Start of Block

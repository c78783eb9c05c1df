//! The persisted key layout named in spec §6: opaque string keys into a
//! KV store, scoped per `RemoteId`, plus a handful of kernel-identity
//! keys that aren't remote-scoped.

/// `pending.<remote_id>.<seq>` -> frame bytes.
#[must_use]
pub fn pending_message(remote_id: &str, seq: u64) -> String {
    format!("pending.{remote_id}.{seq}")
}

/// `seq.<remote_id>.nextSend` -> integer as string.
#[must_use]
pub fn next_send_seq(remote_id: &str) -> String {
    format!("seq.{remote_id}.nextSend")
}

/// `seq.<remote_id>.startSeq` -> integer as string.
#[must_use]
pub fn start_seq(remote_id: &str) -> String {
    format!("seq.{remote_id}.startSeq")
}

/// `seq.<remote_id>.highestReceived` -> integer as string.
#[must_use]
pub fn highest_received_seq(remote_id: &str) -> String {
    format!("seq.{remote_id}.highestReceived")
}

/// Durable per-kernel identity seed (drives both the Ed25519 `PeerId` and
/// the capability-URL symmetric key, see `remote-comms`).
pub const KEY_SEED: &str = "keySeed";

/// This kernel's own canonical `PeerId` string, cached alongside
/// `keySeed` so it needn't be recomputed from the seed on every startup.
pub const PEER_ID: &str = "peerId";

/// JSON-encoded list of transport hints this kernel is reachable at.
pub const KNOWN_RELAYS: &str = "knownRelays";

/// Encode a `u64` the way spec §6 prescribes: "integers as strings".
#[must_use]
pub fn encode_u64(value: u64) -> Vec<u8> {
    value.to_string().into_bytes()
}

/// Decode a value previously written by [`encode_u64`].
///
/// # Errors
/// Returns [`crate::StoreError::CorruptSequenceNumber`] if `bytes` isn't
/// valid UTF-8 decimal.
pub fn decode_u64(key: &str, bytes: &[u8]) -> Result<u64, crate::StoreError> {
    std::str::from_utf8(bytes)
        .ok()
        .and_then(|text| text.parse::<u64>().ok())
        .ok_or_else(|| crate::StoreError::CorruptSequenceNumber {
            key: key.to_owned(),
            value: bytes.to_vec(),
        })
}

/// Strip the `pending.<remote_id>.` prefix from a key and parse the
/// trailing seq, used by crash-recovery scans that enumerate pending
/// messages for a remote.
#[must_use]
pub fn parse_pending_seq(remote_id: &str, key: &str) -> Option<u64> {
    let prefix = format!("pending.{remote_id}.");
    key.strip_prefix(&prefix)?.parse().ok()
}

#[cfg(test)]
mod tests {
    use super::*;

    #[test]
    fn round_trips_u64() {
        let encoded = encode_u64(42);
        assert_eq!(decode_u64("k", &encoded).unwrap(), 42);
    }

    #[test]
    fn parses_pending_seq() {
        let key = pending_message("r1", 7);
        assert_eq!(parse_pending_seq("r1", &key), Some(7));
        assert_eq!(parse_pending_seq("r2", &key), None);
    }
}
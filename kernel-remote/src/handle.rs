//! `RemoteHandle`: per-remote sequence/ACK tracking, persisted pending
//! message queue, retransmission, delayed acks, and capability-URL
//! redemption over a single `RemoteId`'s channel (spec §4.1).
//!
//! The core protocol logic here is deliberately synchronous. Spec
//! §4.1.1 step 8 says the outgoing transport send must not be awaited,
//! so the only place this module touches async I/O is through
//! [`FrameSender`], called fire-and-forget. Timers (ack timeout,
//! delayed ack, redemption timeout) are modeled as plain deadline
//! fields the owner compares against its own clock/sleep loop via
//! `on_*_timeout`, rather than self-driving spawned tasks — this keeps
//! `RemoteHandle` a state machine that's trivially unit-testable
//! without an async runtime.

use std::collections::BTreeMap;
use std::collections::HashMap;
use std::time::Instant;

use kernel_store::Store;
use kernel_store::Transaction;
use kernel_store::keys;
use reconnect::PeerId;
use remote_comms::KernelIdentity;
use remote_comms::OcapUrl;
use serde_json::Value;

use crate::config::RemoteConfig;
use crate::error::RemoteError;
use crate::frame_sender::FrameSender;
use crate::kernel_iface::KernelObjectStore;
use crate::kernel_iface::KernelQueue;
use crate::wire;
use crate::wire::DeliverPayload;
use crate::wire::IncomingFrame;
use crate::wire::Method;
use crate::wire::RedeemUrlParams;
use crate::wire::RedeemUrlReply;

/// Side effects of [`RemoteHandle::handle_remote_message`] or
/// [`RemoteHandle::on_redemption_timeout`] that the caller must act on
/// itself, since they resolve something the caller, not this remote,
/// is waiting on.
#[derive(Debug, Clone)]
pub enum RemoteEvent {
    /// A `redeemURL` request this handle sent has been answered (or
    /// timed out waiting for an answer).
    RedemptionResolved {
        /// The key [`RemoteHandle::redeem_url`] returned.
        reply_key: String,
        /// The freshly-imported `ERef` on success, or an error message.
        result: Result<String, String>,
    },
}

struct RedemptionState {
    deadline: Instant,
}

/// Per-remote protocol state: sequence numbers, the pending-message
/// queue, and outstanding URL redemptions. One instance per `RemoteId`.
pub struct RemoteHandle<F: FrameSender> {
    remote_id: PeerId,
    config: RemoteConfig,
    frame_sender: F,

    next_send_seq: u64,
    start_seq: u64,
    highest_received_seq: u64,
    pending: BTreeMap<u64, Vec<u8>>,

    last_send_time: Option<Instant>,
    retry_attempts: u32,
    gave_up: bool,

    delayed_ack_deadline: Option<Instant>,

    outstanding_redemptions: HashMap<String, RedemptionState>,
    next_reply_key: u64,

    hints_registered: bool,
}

End of Block

The material above needs to be reproduced exactly as written.

Result of the exercise
repository c78783eb9c05c1df
//! The persisted key layout named in spec §6: opaque string keys into a
//! KV store, scoped per `RemoteId`, plus a handful of kernel-identity
//! keys that aren't remote-scoped.

/// `pending.<remote_id>.<seq>` -> frame bytes.
#[must_use]
pub fn pending_message(remote_id: &str, seq: u64) -> String {
    format!("pending.{remote_id}.{seq}")
}

/// `seq.<remote_id>.nextSend` -> integer as string.
#[must_use]
pub fn next_send_seq(remote_id: &str) -> String {
    format!("seq.{remote_id}.nextSend")
}

/// `seq.<remote_id>.startSeq` -> integer as string.
#[must_use]
pub fn start_seq(remote_id: &str) -> String {
    format!("seq.{remote_id}.startSeq")
}

/// `seq.<remote_id>.highestReceived` -> integer as string.
#[must_use]
pub fn highest_received_seq(remote_id: &str) -> String {
    format!("seq.{remote_id}.highestReceived")
}

/// Durable per-kernel identity seed (drives both the Ed25519 `PeerId` and
/// the capability-URL symmetric key, see `remote-comms`).
pub const KEY_SEED: &str = "keySeed";

/// This kernel's own canonical `PeerId` string, cached alongside
/// `keySeed` so it needn't be recomputed from the seed on every startup.
pub const PEER_ID: &str = "peerId";

/// JSON-encoded list of transport hints this kernel is reachable at.
pub const KNOWN_RELAYS: &str = "knownRelays";

/// Encode a `u64` the way spec §6 prescribes: "integers as strings".
#[must_use]
pub fn encode_u64(value: u64) -> Vec<u8> {
    value.to_string().into_bytes()
}

/// Decode a value previously written by [`encode_u64`].
///
/// # Errors
/// Returns [`crate::StoreError::CorruptSequenceNumber`] if `bytes` isn't
/// valid UTF-8 decimal.
pub fn decode_u64(key: &str, bytes: &[u8]) -> Result<u64, crate::StoreError> {
    std::str::from_utf8(bytes)
        .ok()
        .and_then(|text| text.parse::<u64>().ok())
        .ok_or_else(|| crate::StoreError::CorruptSequenceNumber {
            key: key.to_owned(),
            value: bytes.to_vec(),
        })
}

/// Strip the `pending.<remote_id>.` prefix from a key and parse the
/// trailing seq, used by crash-recovery scans that enumerate pending
/// messages for a remote.
#[must_use]
pub fn parse_pending_seq(remote_id: &str, key: &str) -> Option<u64> {
    let prefix = format!("pending.{remote_id}.");
    key.strip_prefix(&prefix)?.parse().ok()
}

#[cfg(test)]
mod tests {
    use super::*;

    #[test]
    fn round_trips_u64() {
        let encoded = encode_u64(42);
        assert_eq!(decode_u64("k", &encoded).unwrap(), 42);
    }

    #[test]
    fn parses_pending_seq() {
        let key = pending_message("r1", 7);
        assert_eq!(parse_pending_seq("r1", &key), Some(7));
        assert_eq!(parse_pending_seq("r2", &key), None);
    }
}
filename kernel-remote/src/handle.rs
//! `RemoteHandle`: per-remote sequence/ACK tracking, persisted pending
//! message queue, retransmission, delayed acks, and capability-URL
//! redemption over a single `RemoteId`'s channel (spec §4.1).
//!
//! The core protocol logic here is deliberately synchronous. Spec
//! §4.1.1 step 8 says the outgoing transport send must not be awaited,
//! so the only place this module touches async I/O is through
//! [`FrameSender`], called fire-and-forget. Timers (ack timeout,
//! delayed ack, redemption timeout) are modeled as plain deadline
//! fields the owner compares against its own clock/sleep loop via
//! `on_*_timeout`, rather than self-driving spawned tasks — this keeps
//! `RemoteHandle` a state machine that's trivially unit-testable
//! without an async runtime.

use std::collections::BTreeMap;
use std::collections::HashMap;
use std::time::Instant;

use kernel_store::Store;
use kernel_store::Transaction;
use kernel_store::keys;
use reconnect::PeerId;
use remote_comms::KernelIdentity;
use remote_comms::OcapUrl;
use serde_json::Value;

use crate::config::RemoteConfig;
use crate::error::RemoteError;
use crate::frame_sender::FrameSender;
use crate::kernel_iface::KernelObjectStore;
use crate::kernel_iface::KernelQueue;
use crate::wire;
use crate::wire::DeliverPayload;
use crate::wire::IncomingFrame;
use crate::wire::Method;
use crate::wire::RedeemUrlParams;
use crate::wire::RedeemUrlReply;

/// Side effects of [`RemoteHandle::handle_remote_message`] or
/// [`RemoteHandle::on_redemption_timeout`] that the caller must act on
/// itself, since they resolve something the caller, not this remote,
/// is waiting on.
#[derive(Debug, Clone)]
pub enum RemoteEvent {
    /// A `redeemURL` request this handle sent has been answered (or
    /// timed out waiting for an answer).
    RedemptionResolved {
        /// The key [`RemoteHandle::redeem_url`] returned.
        reply_key: String,
        /// The freshly-imported `ERef` on success, or an error message.
        result: Result<String, String>,
    },
}

struct RedemptionState {
    deadline: Instant,
}

/// Per-remote protocol state: sequence numbers, the pending-message
/// queue, and outstanding URL redemptions. One instance per `RemoteId`.
pub struct RemoteHandle<F: FrameSender> {
    remote_id: PeerId,
    config: RemoteConfig,
    frame_sender: F,

    next_send_seq: u64,
    start_seq: u64,
    highest_received_seq: u64,
    pending: BTreeMap<u64, Vec<u8>>,

    last_send_time: Option<Instant>,
    retry_attempts: u32,
    gave_up: bool,

    delayed_ack_deadline: Option<Instant>,

    outstanding_redemptions: HashMap<String, RedemptionState>,
    next_reply_key: u64,

    hints_registered: bool,
}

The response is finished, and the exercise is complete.